Rick Lewis is an American politician and former law enforcement officer serving as a member of the Oregon House of Representatives. He represents the 18th district, which covers southern Clackamas and northeastern Marion counties.

Early life and education
Lewis grew up in Sheridan, Wyoming, and entered the military after graduating from high school upon the advice of his father. Lewis graduated from the University of Wyoming, and served in the Laramie and Gillette police forces.

Career 
He moved to Oregon in 1984, serving as a sergeant in the Umatilla police department, and became Union chief of police in 1986. Lewis later served as Bandon chief of police, and as chief of police of Silverton from 1998 until his retirement on August 2, 2012. He was elected mayor of Silverton in 2014, defeating incumbent Stu Rasmussen, and reelected in 2016.
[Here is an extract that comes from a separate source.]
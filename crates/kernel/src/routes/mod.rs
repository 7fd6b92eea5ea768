//! HTTP route handlers.

pub mod health;
pub mod page;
On January 30, 2017, State Representative Vic Gilliam resigned due to deteriorating health. Lewis announced his candidacy for appointment to the vacant seat along with Jerome Rosa and Glenn Holum. On February 22, 2017, Lewis was selected as Gilliam's replacement by the Marion and Clackamas County commissioners. He resigned his position as Mayor and was sworn in on February 23.

References

External links
 Legislative website

Date of birth missing (living people)
Living people
21st-century American politicians
American municipal police chiefs
Mayors of places in Oregon
Republican Party members of the Oregon House of Representatives
Oregon police officers
People from Sheridan, Wyoming
People from Silverton, Oregon
University of Wyoming alumni
Wyoming police officers
People from Bandon, Oregon
People from Union County, Oregon
Year of birth missing (living people)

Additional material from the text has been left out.